Your instructions -
The response must restate the data exactly, with nothing left out.

##### Data listing

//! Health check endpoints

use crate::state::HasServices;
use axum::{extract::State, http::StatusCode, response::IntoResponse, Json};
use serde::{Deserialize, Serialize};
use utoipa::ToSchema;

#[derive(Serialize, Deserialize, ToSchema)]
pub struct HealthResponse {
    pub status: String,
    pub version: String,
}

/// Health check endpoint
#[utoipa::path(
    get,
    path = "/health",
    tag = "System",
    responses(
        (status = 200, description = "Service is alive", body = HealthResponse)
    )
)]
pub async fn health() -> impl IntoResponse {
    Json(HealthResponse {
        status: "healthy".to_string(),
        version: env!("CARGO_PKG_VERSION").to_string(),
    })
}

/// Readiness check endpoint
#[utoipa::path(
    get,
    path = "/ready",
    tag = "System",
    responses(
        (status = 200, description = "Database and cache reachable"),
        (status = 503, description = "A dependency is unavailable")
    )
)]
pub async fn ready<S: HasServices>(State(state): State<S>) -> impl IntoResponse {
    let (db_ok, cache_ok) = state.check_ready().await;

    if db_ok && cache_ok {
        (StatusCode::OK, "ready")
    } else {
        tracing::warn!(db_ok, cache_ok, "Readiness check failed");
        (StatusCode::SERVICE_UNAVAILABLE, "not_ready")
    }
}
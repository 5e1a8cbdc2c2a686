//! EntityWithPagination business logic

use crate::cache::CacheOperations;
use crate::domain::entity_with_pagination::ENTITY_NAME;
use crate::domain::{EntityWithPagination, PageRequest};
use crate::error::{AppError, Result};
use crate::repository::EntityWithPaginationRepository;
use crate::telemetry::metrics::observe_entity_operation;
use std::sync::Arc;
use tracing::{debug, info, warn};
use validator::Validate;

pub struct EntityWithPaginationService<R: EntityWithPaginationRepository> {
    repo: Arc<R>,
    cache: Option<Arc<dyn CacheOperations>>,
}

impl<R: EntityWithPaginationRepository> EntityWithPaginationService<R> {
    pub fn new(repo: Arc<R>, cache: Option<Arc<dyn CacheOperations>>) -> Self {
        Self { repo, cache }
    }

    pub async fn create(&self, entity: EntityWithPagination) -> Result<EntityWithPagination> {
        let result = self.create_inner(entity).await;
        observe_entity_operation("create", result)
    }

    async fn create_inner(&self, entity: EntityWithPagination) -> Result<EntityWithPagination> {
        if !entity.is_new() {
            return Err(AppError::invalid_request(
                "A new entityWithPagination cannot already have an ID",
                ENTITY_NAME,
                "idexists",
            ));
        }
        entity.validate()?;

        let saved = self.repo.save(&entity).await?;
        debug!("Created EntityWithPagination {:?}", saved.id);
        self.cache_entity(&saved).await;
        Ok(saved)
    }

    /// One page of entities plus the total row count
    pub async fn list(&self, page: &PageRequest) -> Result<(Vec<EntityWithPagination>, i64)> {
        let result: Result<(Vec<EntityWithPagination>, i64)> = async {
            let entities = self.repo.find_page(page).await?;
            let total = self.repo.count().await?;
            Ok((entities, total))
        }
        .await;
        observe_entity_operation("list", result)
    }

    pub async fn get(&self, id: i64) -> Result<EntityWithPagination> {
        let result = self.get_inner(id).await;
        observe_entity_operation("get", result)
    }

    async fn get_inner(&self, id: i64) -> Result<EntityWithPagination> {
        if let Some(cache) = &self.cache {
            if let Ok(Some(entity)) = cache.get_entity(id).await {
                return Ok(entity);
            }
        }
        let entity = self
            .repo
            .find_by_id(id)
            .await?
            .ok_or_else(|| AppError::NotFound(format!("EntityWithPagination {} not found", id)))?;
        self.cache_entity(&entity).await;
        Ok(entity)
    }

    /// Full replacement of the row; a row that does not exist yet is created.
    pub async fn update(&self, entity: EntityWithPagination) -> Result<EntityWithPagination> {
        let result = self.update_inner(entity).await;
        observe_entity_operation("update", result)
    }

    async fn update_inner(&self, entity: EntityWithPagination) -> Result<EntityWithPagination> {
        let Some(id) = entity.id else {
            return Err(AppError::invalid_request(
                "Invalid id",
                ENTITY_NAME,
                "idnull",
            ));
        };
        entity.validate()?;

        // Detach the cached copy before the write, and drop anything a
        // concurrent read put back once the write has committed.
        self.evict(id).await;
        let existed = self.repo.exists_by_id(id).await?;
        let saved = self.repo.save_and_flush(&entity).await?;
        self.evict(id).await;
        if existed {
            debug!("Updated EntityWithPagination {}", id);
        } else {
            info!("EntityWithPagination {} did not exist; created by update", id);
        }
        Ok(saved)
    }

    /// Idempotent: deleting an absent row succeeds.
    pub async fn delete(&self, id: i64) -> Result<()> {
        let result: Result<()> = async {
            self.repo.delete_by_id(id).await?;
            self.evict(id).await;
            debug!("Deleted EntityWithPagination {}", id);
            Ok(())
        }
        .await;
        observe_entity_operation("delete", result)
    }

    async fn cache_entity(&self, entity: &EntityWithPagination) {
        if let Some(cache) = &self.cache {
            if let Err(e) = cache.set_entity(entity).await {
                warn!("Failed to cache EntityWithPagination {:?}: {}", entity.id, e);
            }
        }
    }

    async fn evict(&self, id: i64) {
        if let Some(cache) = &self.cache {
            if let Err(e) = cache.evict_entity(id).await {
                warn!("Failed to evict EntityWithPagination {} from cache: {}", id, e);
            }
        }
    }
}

##########

Task answer -
//! Health check endpoints

use crate::state::HasServices;
use axum::{extract::State, http::StatusCode, response::IntoResponse, Json};
use serde::{Deserialize, Serialize};
use utoipa::ToSchema;

#[derive(Serialize, Deserialize, ToSchema)]
pub struct HealthResponse {
    pub status: String,
    pub version: String,
}

/// Health check endpoint
#[utoipa::path(
    get,
    path = "/health",
    tag = "System",
    responses(
        (status = 200, description = "Service is alive", body = HealthResponse)
    )
)]
pub async fn health() -> impl IntoResponse {
    Json(HealthResponse {
        status: "healthy".to_string(),
        version: env!("CARGO_PKG_VERSION").to_string(),
    })
}

/// Readiness check endpoint
#[utoipa::path(
    get,
    path = "/ready",
    tag = "System",
    responses(
        (status = 200, description = "Database and cache reachable"),
        (status = 503, description = "A dependency is unavailable")
    )
)]
pub async fn ready<S: HasServices>(State(state): State<S>) -> impl IntoResponse {
    let (db_ok, cache_ok) = state.check_ready().await;

    if db_ok && cache_ok {
        (StatusCode::OK, "ready")
    } else {
        tracing::warn!(db_ok, cache_ok, "Readiness check failed");
        (StatusCode::SERVICE_UNAVAILABLE, "not_ready")
    }
}
repository 5e1a8cbdc2c2a686
//! EntityWithPagination business logic

use crate::cache::CacheOperations;
use crate::domain::entity_with_pagination::ENTITY_NAME;
use crate::domain::{EntityWithPagination, PageRequest};
use crate::error::{AppError, Result};
use crate::repository::EntityWithPaginationRepository;
use crate::telemetry::metrics::observe_entity_operation;
use std::sync::Arc;
use tracing::{debug, info, warn};
use validator::Validate;

pub struct EntityWithPaginationService<R: EntityWithPaginationRepository> {
    repo: Arc<R>,
    cache: Option<Arc<dyn CacheOperations>>,
}

impl<R: EntityWithPaginationRepository> EntityWithPaginationService<R> {
    pub fn new(repo: Arc<R>, cache: Option<Arc<dyn CacheOperations>>) -> Self {
        Self { repo, cache }
    }

    pub async fn create(&self, entity: EntityWithPagination) -> Result<EntityWithPagination> {
        let result = self.create_inner(entity).await;
        observe_entity_operation("create", result)
    }

    async fn create_inner(&self, entity: EntityWithPagination) -> Result<EntityWithPagination> {
        if !entity.is_new() {
            return Err(AppError::invalid_request(
                "A new entityWithPagination cannot already have an ID",
                ENTITY_NAME,
                "idexists",
            ));
        }
        entity.validate()?;

        let saved = self.repo.save(&entity).await?;
        debug!("Created EntityWithPagination {:?}", saved.id);
        self.cache_entity(&saved).await;
        Ok(saved)
    }

    /// One page of entities plus the total row count
    pub async fn list(&self, page: &PageRequest) -> Result<(Vec<EntityWithPagination>, i64)> {
        let result: Result<(Vec<EntityWithPagination>, i64)> = async {
            let entities = self.repo.find_page(page).await?;
            let total = self.repo.count().await?;
            Ok((entities, total))
        }
        .await;
        observe_entity_operation("list", result)
    }

    pub async fn get(&self, id: i64) -> Result<EntityWithPagination> {
        let result = self.get_inner(id).await;
        observe_entity_operation("get", result)
    }

    async fn get_inner(&self, id: i64) -> Result<EntityWithPagination> {
        if let Some(cache) = &self.cache {
            if let Ok(Some(entity)) = cache.get_entity(id).await {
                return Ok(entity);
            }
        }
        let entity = self
            .repo
            .find_by_id(id)
            .await?
            .ok_or_else(|| AppError::NotFound(format!("EntityWithPagination {} not found", id)))?;
        self.cache_entity(&entity).await;
        Ok(entity)
    }

    /// Full replacement of the row; a row that does not exist yet is created.
    pub async fn update(&self, entity: EntityWithPagination) -> Result<EntityWithPagination> {
        let result = self.update_inner(entity).await;
        observe_entity_operation("update", result)
    }

    async fn update_inner(&self, entity: EntityWithPagination) -> Result<EntityWithPagination> {
        let Some(id) = entity.id else {
            return Err(AppError::invalid_request(
                "Invalid id",
                ENTITY_NAME,
                "idnull",
            ));
        };
        entity.validate()?;

        // Detach the cached copy before the write, and drop anything a
        // concurrent read put back once the write has committed.
        self.evict(id).await;
        let existed = self.repo.exists_by_id(id).await?;
        let saved = self.repo.save_and_flush(&entity).await?;
        self.evict(id).await;
        if existed {
            debug!("Updated EntityWithPagination {}", id);
        } else {
            info!("EntityWithPagination {} did not exist; created by update", id);
        }
        Ok(saved)
    }

    /// Idempotent: deleting an absent row succeeds.
    pub async fn delete(&self, id: i64) -> Result<()> {
        let result: Result<()> = async {
            self.repo.delete_by_id(id).await?;
            self.evict(id).await;
            debug!("Deleted EntityWithPagination {}", id);
            Ok(())
        }
        .await;
        observe_entity_operation("delete", result)
    }

    async fn cache_entity(&self, entity: &EntityWithPagination) {
        if let Some(cache) = &self.cache {
            if let Err(e) = cache.set_entity(entity).await {
                warn!("Failed to cache EntityWithPagination {:?}: {}", entity.id, e);
            }
        }
    }

    async fn evict(&self, id: i64) {
        if let Some(cache) = &self.cache {
            if let Err(e) = cache.evict_entity(id).await {
                warn!("Failed to evict EntityWithPagination {} from cache: {}", id, e);
            }
        }
    }
}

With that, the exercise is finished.